Description of the task: Pull every line containing the word "chrono" from the records.

Given entries:
==========
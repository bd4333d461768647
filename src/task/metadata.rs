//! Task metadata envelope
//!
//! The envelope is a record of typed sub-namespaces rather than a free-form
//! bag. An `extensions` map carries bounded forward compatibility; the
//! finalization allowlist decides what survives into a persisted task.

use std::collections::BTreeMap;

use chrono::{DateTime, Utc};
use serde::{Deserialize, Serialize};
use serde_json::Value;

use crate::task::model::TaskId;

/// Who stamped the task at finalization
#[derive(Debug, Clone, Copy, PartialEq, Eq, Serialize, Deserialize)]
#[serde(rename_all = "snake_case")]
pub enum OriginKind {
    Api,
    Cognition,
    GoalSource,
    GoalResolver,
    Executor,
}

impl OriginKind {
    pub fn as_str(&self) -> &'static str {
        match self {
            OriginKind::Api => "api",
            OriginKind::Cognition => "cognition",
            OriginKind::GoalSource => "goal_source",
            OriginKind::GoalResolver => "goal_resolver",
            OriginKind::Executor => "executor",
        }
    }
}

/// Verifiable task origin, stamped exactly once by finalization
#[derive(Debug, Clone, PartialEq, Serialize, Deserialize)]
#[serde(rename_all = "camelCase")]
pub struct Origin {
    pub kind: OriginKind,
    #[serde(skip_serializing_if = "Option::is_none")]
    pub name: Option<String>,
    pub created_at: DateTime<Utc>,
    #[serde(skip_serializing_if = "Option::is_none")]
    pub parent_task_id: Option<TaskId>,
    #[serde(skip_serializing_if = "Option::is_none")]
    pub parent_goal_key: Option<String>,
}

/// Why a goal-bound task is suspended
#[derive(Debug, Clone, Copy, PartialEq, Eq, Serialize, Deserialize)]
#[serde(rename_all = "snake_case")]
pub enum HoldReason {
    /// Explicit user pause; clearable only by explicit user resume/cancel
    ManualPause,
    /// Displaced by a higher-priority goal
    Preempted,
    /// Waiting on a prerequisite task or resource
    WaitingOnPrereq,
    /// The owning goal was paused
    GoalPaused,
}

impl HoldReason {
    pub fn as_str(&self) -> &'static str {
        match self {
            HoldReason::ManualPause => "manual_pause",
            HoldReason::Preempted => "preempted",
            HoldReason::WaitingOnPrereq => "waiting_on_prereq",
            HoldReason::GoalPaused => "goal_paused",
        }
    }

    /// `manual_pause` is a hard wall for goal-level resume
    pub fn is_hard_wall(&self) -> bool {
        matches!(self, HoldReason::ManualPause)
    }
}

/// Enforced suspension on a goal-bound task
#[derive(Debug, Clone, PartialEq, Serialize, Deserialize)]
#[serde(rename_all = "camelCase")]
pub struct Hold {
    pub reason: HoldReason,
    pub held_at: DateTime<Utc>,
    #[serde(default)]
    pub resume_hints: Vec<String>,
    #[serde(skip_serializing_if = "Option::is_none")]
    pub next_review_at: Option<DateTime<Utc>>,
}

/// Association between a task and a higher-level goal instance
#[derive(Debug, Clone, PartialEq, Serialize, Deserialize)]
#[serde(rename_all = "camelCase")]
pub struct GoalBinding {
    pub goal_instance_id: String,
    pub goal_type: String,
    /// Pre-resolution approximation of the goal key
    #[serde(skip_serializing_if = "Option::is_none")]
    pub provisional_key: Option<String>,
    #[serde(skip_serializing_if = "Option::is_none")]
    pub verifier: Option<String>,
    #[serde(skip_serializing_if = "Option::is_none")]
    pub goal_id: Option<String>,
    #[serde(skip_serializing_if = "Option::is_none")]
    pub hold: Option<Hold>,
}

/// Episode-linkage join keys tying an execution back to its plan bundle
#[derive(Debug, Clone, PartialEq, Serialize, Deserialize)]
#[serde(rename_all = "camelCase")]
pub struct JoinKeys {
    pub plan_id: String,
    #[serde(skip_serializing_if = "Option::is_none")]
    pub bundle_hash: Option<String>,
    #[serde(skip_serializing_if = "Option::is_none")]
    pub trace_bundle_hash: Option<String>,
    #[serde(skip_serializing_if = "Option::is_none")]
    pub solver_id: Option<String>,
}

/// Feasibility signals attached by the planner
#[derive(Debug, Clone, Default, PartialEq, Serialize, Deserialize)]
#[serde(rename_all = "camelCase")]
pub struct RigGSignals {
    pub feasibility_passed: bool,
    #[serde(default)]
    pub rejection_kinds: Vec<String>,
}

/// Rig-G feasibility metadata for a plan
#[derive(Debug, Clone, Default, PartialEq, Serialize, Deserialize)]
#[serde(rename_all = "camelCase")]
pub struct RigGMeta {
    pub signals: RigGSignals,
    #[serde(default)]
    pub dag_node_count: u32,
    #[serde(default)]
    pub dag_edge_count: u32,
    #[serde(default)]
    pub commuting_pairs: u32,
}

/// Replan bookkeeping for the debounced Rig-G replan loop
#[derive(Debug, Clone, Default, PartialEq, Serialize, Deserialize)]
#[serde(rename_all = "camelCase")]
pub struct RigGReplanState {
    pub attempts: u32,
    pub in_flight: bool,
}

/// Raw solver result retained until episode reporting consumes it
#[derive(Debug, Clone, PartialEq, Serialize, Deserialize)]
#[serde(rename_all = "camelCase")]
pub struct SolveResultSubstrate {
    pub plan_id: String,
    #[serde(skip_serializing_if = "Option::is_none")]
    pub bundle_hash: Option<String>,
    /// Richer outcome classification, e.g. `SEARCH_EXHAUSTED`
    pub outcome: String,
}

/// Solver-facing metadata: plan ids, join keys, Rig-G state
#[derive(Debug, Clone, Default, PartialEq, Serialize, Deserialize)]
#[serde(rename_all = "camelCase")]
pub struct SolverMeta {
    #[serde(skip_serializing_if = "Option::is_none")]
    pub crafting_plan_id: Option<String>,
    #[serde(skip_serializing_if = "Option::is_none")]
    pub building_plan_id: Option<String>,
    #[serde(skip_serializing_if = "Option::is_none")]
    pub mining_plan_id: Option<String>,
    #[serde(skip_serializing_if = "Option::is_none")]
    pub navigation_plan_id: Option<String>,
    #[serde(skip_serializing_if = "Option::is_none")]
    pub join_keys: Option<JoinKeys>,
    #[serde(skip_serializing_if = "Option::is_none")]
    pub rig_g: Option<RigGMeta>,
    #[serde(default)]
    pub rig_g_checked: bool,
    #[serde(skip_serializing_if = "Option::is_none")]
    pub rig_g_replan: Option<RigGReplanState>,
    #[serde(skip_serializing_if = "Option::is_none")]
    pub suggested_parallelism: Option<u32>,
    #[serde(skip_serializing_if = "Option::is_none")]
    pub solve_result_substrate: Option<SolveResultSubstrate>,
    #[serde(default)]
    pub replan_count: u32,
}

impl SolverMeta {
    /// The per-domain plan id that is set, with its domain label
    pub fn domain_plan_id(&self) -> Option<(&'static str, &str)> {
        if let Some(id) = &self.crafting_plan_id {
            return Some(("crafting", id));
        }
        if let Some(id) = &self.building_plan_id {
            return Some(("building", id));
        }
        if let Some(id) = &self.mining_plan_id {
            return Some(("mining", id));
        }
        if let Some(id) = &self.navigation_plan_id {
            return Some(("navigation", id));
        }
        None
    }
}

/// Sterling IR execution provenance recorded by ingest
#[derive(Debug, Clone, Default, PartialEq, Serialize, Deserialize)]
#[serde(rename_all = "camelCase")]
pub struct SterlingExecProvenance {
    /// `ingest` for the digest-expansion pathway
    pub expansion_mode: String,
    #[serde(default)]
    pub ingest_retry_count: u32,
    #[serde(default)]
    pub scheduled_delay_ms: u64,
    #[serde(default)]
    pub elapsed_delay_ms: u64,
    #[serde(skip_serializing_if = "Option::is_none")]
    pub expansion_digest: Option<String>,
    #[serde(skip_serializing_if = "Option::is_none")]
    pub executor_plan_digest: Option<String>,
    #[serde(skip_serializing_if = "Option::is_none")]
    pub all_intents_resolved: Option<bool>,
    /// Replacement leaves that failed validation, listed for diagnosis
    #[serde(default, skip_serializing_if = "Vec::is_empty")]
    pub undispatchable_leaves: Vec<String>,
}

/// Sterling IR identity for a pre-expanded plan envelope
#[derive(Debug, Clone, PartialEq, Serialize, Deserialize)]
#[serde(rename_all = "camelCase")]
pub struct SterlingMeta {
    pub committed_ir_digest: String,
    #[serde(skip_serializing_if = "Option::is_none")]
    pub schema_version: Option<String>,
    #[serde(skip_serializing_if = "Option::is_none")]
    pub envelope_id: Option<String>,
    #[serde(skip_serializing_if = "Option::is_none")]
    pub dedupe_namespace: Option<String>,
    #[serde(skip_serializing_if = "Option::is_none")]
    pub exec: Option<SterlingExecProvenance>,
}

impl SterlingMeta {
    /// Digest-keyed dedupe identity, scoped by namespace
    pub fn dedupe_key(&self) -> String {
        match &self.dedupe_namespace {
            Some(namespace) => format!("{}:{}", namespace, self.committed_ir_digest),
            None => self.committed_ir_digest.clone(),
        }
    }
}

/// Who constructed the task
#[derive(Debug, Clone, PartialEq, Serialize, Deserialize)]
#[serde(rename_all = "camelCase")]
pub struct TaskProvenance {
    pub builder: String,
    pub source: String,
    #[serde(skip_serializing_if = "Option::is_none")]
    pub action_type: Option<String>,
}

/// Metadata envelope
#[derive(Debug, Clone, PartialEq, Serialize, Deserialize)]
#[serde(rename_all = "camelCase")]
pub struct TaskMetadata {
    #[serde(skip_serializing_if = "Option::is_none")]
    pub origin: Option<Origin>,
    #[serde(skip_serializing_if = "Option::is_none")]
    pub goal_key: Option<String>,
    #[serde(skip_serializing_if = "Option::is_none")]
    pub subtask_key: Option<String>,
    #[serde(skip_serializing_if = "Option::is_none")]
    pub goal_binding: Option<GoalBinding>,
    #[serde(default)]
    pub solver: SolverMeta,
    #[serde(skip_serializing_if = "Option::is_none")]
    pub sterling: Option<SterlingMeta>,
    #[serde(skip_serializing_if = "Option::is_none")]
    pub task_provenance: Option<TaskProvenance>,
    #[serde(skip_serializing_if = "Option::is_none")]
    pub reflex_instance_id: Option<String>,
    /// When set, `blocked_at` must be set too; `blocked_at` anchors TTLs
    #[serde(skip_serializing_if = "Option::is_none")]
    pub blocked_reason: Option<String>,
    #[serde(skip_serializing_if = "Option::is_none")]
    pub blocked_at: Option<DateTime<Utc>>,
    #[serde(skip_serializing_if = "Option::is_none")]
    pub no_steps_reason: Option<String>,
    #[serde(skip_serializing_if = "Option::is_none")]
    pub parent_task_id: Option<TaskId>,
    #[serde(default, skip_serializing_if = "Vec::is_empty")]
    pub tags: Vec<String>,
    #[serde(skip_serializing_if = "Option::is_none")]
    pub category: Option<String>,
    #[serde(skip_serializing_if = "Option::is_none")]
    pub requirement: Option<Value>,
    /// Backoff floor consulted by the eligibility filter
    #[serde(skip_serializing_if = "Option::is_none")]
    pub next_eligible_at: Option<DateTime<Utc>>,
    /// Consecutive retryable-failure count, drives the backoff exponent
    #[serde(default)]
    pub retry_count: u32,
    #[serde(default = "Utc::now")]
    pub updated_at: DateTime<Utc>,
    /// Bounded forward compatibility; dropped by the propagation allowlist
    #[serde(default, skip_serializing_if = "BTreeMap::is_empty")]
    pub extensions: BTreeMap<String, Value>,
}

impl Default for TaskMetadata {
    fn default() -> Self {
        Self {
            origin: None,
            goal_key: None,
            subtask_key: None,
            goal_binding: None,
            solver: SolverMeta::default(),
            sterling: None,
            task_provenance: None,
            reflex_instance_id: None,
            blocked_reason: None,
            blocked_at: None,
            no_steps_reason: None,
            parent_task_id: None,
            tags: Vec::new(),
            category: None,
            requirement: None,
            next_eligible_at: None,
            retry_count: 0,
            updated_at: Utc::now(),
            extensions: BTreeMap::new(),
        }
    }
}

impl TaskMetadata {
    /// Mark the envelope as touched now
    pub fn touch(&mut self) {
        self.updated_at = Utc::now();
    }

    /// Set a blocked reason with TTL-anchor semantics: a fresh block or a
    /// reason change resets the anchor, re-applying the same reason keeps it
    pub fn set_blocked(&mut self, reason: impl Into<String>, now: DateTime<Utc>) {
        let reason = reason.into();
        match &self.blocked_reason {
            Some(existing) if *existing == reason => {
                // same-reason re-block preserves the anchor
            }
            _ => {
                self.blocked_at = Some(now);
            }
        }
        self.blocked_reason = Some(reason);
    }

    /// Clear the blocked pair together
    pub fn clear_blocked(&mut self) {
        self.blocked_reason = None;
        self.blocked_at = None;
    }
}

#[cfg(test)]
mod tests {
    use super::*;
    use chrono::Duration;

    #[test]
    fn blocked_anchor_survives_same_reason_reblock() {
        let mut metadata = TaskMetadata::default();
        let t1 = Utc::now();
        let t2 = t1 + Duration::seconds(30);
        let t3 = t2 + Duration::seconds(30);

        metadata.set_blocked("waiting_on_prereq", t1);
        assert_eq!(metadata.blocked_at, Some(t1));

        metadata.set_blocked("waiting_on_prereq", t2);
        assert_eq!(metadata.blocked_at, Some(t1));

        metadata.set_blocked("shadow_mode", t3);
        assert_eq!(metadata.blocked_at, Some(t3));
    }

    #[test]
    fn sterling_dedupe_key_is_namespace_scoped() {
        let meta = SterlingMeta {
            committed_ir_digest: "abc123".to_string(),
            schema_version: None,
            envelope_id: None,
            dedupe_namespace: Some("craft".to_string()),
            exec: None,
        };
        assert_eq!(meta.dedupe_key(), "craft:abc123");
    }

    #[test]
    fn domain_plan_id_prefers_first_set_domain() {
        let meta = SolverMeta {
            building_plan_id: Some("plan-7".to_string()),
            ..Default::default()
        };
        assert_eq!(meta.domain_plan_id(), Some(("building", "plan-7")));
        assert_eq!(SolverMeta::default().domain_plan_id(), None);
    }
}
==========
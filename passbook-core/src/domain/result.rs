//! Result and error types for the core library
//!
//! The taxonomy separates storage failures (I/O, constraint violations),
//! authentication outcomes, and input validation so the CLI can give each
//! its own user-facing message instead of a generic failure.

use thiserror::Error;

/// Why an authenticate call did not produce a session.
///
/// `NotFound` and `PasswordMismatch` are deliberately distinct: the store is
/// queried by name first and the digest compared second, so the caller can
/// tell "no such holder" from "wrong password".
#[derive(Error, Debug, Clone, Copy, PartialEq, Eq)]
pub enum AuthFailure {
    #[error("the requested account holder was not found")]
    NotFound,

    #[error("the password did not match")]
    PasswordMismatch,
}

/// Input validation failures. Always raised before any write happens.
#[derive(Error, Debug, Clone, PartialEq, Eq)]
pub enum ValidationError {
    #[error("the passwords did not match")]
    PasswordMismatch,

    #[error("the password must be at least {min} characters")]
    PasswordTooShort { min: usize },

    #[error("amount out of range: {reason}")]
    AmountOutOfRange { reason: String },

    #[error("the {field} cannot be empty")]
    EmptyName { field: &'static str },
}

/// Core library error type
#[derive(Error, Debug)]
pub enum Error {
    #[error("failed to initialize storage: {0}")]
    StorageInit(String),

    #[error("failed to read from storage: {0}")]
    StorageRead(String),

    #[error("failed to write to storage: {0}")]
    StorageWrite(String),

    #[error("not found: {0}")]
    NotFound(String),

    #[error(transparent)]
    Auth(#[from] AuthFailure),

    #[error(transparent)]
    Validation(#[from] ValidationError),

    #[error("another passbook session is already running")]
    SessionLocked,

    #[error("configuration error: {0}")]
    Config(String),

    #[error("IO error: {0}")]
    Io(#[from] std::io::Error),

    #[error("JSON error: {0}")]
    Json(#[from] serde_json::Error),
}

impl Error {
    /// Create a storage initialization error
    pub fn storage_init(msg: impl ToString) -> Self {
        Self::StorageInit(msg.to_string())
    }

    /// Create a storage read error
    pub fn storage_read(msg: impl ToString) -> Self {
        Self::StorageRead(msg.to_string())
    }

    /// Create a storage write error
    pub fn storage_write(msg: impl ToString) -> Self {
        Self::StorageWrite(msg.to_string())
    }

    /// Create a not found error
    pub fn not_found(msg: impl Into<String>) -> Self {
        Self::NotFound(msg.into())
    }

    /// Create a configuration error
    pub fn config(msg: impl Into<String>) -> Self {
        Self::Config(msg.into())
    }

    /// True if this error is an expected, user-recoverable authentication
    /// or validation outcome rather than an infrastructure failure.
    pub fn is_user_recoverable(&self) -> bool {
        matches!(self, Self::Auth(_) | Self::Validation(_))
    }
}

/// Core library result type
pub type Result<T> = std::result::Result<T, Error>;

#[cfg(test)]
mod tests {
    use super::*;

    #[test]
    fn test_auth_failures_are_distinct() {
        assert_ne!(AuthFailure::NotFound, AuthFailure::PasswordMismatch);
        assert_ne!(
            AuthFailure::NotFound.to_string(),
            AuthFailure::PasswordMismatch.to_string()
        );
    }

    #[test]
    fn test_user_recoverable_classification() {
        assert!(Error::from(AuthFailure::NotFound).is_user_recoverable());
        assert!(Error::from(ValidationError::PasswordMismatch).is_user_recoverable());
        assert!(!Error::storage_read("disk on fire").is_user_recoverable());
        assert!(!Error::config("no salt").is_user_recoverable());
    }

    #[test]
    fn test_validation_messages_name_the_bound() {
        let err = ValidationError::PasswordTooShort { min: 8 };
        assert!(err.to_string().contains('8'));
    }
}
==========
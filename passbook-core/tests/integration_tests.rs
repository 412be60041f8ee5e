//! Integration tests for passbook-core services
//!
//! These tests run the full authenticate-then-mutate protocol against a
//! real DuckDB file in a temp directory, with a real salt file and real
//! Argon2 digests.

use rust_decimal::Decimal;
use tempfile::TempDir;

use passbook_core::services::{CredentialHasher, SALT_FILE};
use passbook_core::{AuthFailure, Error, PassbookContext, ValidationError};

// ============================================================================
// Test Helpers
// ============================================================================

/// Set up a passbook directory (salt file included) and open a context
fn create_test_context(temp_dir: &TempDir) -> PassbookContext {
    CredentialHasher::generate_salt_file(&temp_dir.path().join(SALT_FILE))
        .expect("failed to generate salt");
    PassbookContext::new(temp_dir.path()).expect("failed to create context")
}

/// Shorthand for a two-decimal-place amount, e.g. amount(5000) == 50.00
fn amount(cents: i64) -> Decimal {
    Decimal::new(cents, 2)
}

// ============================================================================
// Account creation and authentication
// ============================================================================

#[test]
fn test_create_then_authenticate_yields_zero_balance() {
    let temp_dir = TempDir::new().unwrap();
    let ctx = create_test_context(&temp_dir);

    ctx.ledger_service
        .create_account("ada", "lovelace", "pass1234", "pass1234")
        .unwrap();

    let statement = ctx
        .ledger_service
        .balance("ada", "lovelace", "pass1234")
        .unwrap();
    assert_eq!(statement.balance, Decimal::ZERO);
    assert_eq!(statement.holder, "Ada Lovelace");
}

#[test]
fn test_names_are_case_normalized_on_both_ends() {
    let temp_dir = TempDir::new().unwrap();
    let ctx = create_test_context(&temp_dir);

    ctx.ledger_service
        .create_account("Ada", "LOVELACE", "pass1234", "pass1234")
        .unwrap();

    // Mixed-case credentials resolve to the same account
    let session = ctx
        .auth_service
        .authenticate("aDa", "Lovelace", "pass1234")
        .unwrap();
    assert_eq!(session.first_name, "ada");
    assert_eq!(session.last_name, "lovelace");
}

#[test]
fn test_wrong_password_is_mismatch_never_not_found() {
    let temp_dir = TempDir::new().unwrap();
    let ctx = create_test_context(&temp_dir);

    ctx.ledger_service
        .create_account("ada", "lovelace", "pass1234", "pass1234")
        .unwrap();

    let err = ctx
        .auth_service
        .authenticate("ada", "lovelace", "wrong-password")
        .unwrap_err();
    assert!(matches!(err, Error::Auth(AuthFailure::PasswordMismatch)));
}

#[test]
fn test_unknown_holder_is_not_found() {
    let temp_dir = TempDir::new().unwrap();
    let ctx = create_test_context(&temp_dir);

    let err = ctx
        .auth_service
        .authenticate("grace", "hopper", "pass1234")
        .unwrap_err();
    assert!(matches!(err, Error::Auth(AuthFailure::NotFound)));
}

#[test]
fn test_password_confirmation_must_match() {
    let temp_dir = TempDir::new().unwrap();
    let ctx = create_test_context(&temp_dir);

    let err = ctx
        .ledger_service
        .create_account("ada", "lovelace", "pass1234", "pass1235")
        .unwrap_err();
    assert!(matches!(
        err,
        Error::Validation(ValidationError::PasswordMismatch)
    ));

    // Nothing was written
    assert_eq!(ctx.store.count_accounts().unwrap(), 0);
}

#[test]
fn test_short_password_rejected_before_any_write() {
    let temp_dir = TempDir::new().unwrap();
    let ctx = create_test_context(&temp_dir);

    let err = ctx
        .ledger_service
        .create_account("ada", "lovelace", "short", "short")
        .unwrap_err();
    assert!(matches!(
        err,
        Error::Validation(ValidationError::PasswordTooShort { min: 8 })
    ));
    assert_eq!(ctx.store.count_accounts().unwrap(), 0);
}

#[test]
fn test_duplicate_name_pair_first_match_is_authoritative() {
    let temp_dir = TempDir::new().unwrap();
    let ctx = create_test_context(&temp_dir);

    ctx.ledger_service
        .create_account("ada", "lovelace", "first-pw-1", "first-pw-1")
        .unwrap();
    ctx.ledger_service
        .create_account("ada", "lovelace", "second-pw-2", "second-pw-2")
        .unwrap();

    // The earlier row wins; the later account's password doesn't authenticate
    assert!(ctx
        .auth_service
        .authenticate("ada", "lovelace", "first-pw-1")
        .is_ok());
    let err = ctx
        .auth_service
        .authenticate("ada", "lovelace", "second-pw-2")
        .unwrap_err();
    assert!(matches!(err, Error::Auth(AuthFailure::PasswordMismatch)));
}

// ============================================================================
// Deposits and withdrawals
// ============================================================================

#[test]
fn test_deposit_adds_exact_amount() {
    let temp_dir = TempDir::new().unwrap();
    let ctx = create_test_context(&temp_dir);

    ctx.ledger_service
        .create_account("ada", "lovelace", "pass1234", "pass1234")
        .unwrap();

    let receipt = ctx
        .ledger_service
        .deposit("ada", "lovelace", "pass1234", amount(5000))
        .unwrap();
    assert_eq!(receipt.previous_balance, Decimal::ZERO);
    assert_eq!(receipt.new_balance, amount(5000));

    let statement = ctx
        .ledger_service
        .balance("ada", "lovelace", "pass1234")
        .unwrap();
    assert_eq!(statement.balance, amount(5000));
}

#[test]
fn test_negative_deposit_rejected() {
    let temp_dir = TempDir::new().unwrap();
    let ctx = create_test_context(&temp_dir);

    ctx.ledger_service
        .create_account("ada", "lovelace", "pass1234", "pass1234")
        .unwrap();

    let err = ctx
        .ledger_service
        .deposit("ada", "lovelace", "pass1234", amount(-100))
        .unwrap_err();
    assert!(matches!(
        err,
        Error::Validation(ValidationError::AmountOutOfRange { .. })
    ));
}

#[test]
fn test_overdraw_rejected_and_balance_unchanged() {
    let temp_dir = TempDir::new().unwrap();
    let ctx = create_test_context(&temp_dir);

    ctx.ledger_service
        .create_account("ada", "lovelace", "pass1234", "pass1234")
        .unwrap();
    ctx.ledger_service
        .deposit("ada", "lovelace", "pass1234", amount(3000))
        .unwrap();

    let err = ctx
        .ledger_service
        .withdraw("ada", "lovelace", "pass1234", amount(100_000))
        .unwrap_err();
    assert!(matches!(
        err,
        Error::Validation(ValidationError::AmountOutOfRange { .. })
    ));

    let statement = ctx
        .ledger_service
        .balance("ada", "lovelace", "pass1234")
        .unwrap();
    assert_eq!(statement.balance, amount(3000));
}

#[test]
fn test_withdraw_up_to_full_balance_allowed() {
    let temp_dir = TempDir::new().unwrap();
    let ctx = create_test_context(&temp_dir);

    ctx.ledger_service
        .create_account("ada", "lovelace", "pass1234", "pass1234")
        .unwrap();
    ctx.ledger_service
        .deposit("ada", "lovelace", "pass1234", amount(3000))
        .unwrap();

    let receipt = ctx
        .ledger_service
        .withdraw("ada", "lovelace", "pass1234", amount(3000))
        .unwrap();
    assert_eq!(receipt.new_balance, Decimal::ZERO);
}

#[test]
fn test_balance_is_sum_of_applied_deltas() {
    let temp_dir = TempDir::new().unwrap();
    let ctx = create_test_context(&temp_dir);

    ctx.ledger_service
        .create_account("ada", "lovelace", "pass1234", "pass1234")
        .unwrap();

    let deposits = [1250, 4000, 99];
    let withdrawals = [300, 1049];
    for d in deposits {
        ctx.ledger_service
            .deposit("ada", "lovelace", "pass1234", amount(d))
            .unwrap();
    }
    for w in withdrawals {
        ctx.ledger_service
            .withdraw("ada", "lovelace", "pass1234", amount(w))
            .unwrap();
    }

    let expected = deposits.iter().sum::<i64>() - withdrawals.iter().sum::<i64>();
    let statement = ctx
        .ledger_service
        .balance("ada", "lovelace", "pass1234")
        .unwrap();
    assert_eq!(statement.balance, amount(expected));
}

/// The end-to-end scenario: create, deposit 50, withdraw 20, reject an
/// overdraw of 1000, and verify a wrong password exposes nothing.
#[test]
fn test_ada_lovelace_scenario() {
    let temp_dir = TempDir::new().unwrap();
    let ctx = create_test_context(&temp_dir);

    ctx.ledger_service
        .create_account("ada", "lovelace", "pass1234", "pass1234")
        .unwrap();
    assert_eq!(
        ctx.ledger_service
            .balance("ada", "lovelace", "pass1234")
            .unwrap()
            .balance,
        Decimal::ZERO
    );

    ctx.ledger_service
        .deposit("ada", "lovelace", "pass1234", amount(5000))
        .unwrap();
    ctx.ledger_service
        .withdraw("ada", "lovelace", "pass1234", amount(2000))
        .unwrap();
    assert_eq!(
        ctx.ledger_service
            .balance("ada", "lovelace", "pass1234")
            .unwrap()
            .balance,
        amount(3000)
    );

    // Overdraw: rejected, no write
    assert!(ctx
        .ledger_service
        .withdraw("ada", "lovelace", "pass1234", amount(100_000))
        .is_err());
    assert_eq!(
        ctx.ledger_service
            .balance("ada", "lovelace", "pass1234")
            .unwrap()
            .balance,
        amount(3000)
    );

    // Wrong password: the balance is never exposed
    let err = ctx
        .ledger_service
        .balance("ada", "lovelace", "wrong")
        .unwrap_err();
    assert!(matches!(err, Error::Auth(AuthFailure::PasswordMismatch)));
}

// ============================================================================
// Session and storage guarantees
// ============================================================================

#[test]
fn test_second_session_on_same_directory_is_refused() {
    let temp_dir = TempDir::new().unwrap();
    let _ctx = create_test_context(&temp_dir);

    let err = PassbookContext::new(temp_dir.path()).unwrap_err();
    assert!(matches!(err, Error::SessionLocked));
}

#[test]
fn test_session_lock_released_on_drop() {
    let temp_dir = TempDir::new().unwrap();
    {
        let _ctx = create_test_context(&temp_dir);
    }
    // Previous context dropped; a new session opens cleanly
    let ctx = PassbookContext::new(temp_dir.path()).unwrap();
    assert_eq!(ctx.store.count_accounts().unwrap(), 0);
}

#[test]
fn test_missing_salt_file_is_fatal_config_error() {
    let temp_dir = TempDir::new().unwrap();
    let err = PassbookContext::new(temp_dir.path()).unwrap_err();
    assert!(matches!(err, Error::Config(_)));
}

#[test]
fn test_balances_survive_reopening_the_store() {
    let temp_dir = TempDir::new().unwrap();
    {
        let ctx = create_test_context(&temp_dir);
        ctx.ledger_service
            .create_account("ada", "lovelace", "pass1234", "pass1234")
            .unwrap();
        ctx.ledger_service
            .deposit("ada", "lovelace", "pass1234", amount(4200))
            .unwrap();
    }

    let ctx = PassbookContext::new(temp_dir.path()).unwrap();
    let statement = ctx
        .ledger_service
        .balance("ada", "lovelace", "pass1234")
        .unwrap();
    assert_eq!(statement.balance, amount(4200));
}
==========
Exercise answer:
use chrono::{DateTime, Utc};
    use chrono::Duration;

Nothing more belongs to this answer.